Cet été est définitivement très chaud, les fenêtres étaient ouvertes pour faire quelques courants d'air et je buvais une bière en écoutant Niagara.


J'assume.
J'ai envie de redevenir rousse aussi mais je ne pense pas que ça ait un rapport.

La bière est hors cadre, on n'aperçoit pas non plus mon angine blanche, mon tatouage qui pèle et la fièvre de cheval que je me tape mais c'est pendant que les champs brulaient que je me suis dit que ce n'était plus possible. J'en peux plus de commencer 50 choses et de ne pas les terminer, j'en peux plus d'être à ce point aliénée et je n'aurais pas cru, vraiment, en arriver à un tel extrême.

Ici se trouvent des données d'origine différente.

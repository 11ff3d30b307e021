//! Signature algorithms backing the locking/unlocking-script contract.
//!
//! The node supports exactly the two algorithms the specification
//! names: ECDSA over secp256k1 and Ed25519. Both are exposed behind
//! the same `KeyPair`/`PublicKey`/`PrivateKey`/`Signature` shape so
//! callers (script verification, fragment signing) don't need to
//! branch on algorithm except at generation/verification time.

use crate::{BlockchainError, Hash256, Result};
use chrono::{DateTime, Utc};
use ed25519_dalek::{Signer as _, SigningKey, Verifier as _, VerifyingKey};
use secp256k1::{ecdsa, Message, PublicKey as Secp256k1PublicKey, Secp256k1, SecretKey};
use serde::{Deserialize, Serialize};
use zeroize::Zeroize;

/// Signature algorithms supported by the locking/unlocking-script
/// contract.
#[derive(Debug, Clone, Copy, PartialEq, Eq, Serialize, Deserialize)]
pub enum SignatureAlgorithm {
    Secp256k1,
    Ed25519,
}

#[derive(Debug, Clone, PartialEq, Eq, Serialize, Deserialize)]
pub struct PublicKey {
    key_data: Vec<u8>,
    algorithm: SignatureAlgorithm,
}

#[derive(Debug, Clone)]
pub struct PrivateKey {
    key_data: Vec<u8>,
    algorithm: SignatureAlgorithm,
}

#[derive(Debug, Clone)]
pub struct KeyPair {
    pub public_key: PublicKey,
    pub private_key: PrivateKey,
}

#[derive(Debug, Clone, Serialize, Deserialize)]
pub struct Signature {
    data: Vec<u8>,
    public_key: PublicKey,
    algorithm: SignatureAlgorithm,
    timestamp: DateTime<Utc>,
}

impl PublicKey {
    /// # Errors
    ///
    /// Returns an error if `bytes` is not a valid encoding for `algorithm`.
    pub fn from_bytes(bytes: Vec<u8>, algorithm: SignatureAlgorithm) -> Result<Self> {
        match algorithm {
            SignatureAlgorithm::Ed25519 => {
                let arr: [u8; 32] = bytes.as_slice().try_into().map_err(|_| {
                    BlockchainError::InvalidConfig("ed25519 public key must be 32 bytes".into())
                })?;
                VerifyingKey::from_bytes(&arr)
                    .map_err(|e| BlockchainError::CryptographicError(e.to_string()))?;
            }
            SignatureAlgorithm::Secp256k1 => {
                Secp256k1PublicKey::from_slice(&bytes)
                    .map_err(|e| BlockchainError::CryptographicError(e.to_string()))?;
            }
        }
        Ok(Self {
            key_data: bytes,
            algorithm,
        })
    }

    #[must_use]
    pub fn as_bytes(&self) -> &[u8] {
        &self.key_data
    }

    #[must_use]
    pub const fn algorithm(&self) -> SignatureAlgorithm {
        self.algorithm
    }

    fn to_ed25519(&self) -> Result<VerifyingKey> {
        let arr: [u8; 32] = self
            .key_data
            .as_slice()
            .try_into()
            .map_err(|_| BlockchainError::CryptographicError("malformed ed25519 key".into()))?;
        VerifyingKey::from_bytes(&arr).map_err(|e| BlockchainError::CryptographicError(e.to_string()))
    }

    fn to_secp256k1(&self) -> Result<Secp256k1PublicKey> {
        Secp256k1PublicKey::from_slice(&self.key_data)
            .map_err(|e| BlockchainError::CryptographicError(e.to_string()))
    }
}

impl PrivateKey {
    /// # Errors
    ///
    /// Returns an error if `bytes` is not a valid encoding for `algorithm`.
    pub fn from_bytes(bytes: Vec<u8>, algorithm: SignatureAlgorithm) -> Result<Self> {
        match algorithm {
            SignatureAlgorithm::Ed25519 => {
                let arr: [u8; 32] = bytes.as_slice().try_into().map_err(|_| {
                    BlockchainError::InvalidConfig("ed25519 secret key must be 32 bytes".into())
                })?;
                let _ = SigningKey::from_bytes(&arr);
            }
            SignatureAlgorithm::Secp256k1 => {
                SecretKey::from_slice(&bytes)
                    .map_err(|e| BlockchainError::CryptographicError(e.to_string()))?;
            }
        }
        Ok(Self {
            key_data: bytes,
            algorithm,
        })
    }

    #[must_use]
    pub fn as_bytes(&self) -> &[u8] {
        &self.key_data
    }

    #[must_use]
    pub const fn algorithm(&self) -> SignatureAlgorithm {
        self.algorithm
    }

    fn to_ed25519(&self) -> Result<SigningKey> {
        let arr: [u8; 32] = self
            .key_data
            .as_slice()
            .try_into()
            .map_err(|_| BlockchainError::CryptographicError("malformed ed25519 key".into()))?;
        Ok(SigningKey::from_bytes(&arr))
    }

    fn to_secp256k1(&self) -> Result<SecretKey> {
        SecretKey::from_slice(&self.key_data)
            .map_err(|e| BlockchainError::CryptographicError(e.to_string()))
    }
}

impl KeyPair {
    /// Generates a new keypair for the given algorithm.
    ///
    /// # Errors
    ///
    /// Returns an error if key generation fails.
    pub fn generate(algorithm: SignatureAlgorithm) -> Result<Self> {
        match algorithm {
            SignatureAlgorithm::Ed25519 => {
                let mut csprng = rand::rngs::OsRng;
                let signing_key = SigningKey::generate(&mut csprng);
                let verifying_key = signing_key.verifying_key();
                Ok(Self {
                    public_key: PublicKey {
                        key_data: verifying_key.to_bytes().to_vec(),
                        algorithm,
                    },
                    private_key: PrivateKey {
                        key_data: signing_key.to_bytes().to_vec(),
                        algorithm,
                    },
                })
            }
            SignatureAlgorithm::Secp256k1 => {
                let secp = Secp256k1::new();
                let mut rng = rand::rngs::OsRng;
                let (secret_key, public_key) = secp.generate_keypair(&mut rng);
                Ok(Self {
                    public_key: PublicKey {
                        key_data: public_key.serialize().to_vec(),
                        algorithm,
                    },
                    private_key: PrivateKey {
                        key_data: secret_key.secret_bytes().to_vec(),
                        algorithm,
                    },
                })
            }
        }
    }

    /// Signs an arbitrary message.
    ///
    /// # Errors
    ///
    /// Returns an error if signing fails.
    pub fn sign(&self, message: &[u8]) -> Result<Signature> {
        let data = match self.private_key.algorithm {
            SignatureAlgorithm::Ed25519 => {
                let signing_key = self.private_key.to_ed25519()?;
                signing_key.sign(message).to_bytes().to_vec()
            }
            SignatureAlgorithm::Secp256k1 => {
                let secp = Secp256k1::new();
                let secret_key = self.private_key.to_secp256k1()?;
                let digest = Hash256::sha256(message);
                let msg = Message::from_digest_slice(digest.as_bytes())
                    .map_err(|e| BlockchainError::CryptographicError(e.to_string()))?;
                secp.sign_ecdsa(&msg, &secret_key).serialize_compact().to_vec()
            }
        };

        Ok(Signature {
            data,
            public_key: self.public_key.clone(),
            algorithm: self.private_key.algorithm,
            timestamp: Utc::now(),
        })
    }
}

impl Signature {
    /// Builds a signature from raw bytes and the claimed public key,
    /// for verifying a signature received over the wire rather than
    /// one produced locally by `KeyPair::sign`.
    #[must_use]
    pub fn from_parts(data: Vec<u8>, public_key: PublicKey, algorithm: SignatureAlgorithm) -> Self {
        Self {
            data,
            public_key,
            algorithm,
            timestamp: Utc::now(),
        }
    }

    /// Verifies the signature against a message.
    ///
    /// # Errors
    ///
    /// Returns an error if the signature or public key is malformed.
    pub fn verify(&self, message: &[u8]) -> Result<bool> {
        match self.algorithm {
            SignatureAlgorithm::Ed25519 => {
                let verifying_key = self.public_key.to_ed25519()?;
                let arr: [u8; 64] = self.data.as_slice().try_into().map_err(|_| {
                    BlockchainError::CryptographicError(format!(
                        "expected 64-byte ed25519 signature, got {}",
                        self.data.len()
                    ))
                })?;
                let sig = ed25519_dalek::Signature::from_bytes(&arr);
                Ok(verifying_key.verify(message, &sig).is_ok())
            }
            SignatureAlgorithm::Secp256k1 => {
                let secp = Secp256k1::new();
                let public_key = self.public_key.to_secp256k1()?;
                let digest = Hash256::sha256(message);
                let msg = Message::from_digest_slice(digest.as_bytes())
                    .map_err(|e| BlockchainError::CryptographicError(e.to_string()))?;
                let sig = ecdsa::Signature::from_compact(&self.data)
                    .map_err(|e| BlockchainError::CryptographicError(e.to_string()))?;
                Ok(secp.verify_ecdsa(&msg, &sig, &public_key).is_ok())
            }
        }
    }

    #[must_use]
    pub const fn public_key(&self) -> &PublicKey {
        &self.public_key
    }

    #[must_use]
    pub const fn algorithm(&self) -> SignatureAlgorithm {
        self.algorithm
    }

    #[must_use]
    pub const fn timestamp(&self) -> DateTime<Utc> {
        self.timestamp
    }

    #[must_use]
    pub fn as_bytes(&self) -> &[u8] {
        &self.data
    }

    #[must_use]
    pub fn size(&self) -> usize {
        self.data.len()
    }
}

impl Zeroize for PrivateKey {
    fn zeroize(&mut self) {
        self.key_data.zeroize();
    }
}

impl Drop for PrivateKey {
    fn drop(&mut self) {
        self.zeroize();
    }
}

/// Signs an arbitrary message hash with the given keypair.
///
/// # Errors
///
/// Returns an error if signing fails.
pub fn sign_message(hash: &Hash256, keypair: &KeyPair) -> Result<Signature> {
    keypair.sign(hash.as_bytes())
}

/// Verifies a signature against a message hash.
///
/// # Errors
///
/// Returns an error if verification fails.
pub fn verify_message(hash: &Hash256, signature: &Signature) -> Result<bool> {
    signature.verify(hash.as_bytes())
}

/// Creates a public key from raw bytes for the given algorithm.
///
/// # Errors
///
/// Returns an error if the bytes are invalid.
pub fn public_key_from_bytes(bytes: &[u8], algorithm: SignatureAlgorithm) -> Result<PublicKey> {
    PublicKey::from_bytes(bytes.to_vec(), algorithm)
}

#[cfg(test)]
mod tests {
    use super::*;

    #[test]
    fn ed25519_round_trip() {
        let keypair = KeyPair::generate(SignatureAlgorithm::Ed25519).unwrap();
        let message = b"lora mesh node";
        let signature = keypair.sign(message).unwrap();
        assert!(signature.verify(message).unwrap());
        assert!(!signature.verify(b"tampered").unwrap());
    }

    #[test]
    fn secp256k1_round_trip() {
        let keypair = KeyPair::generate(SignatureAlgorithm::Secp256k1).unwrap();
        let message = b"unlocking script input";
        let signature = keypair.sign(message).unwrap();
        assert!(signature.verify(message).unwrap());
        assert!(!signature.verify(b"tampered").unwrap());
    }

    #[test]
    fn cross_algorithm_keys_do_not_verify() {
        let ed = KeyPair::generate(SignatureAlgorithm::Ed25519).unwrap();
        let secp = KeyPair::generate(SignatureAlgorithm::Secp256k1).unwrap();
        let message = b"message";
        let sig = ed.sign(message).unwrap();
        // secp key bytes do not even parse as the wrong algorithm's key shape.
        assert_ne!(sig.public_key().as_bytes(), secp.public_key.as_bytes());
    }
}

J'ai sauté du seau et je l'ai jeté par la fenêtre.
Je passe mon tour, cette fois, pour de vrai.
Certaines choses ont pris plus de place qu'elles n'en méritaient et tout ça est d'une absolue inutilité.
Rien de très grave en soi, tu sais, on alterne toujours des périodes stagnantes et des périodes de bordel où tu ne sais pas où va quoi et qui fait quoi. J'en suis là, et comme rien ne bouge (et c'est pas faute d'avoir essayer), je laisse tomber parce que, essayer plus que je ne l'ai déjà fait serait faire preuve de connerie.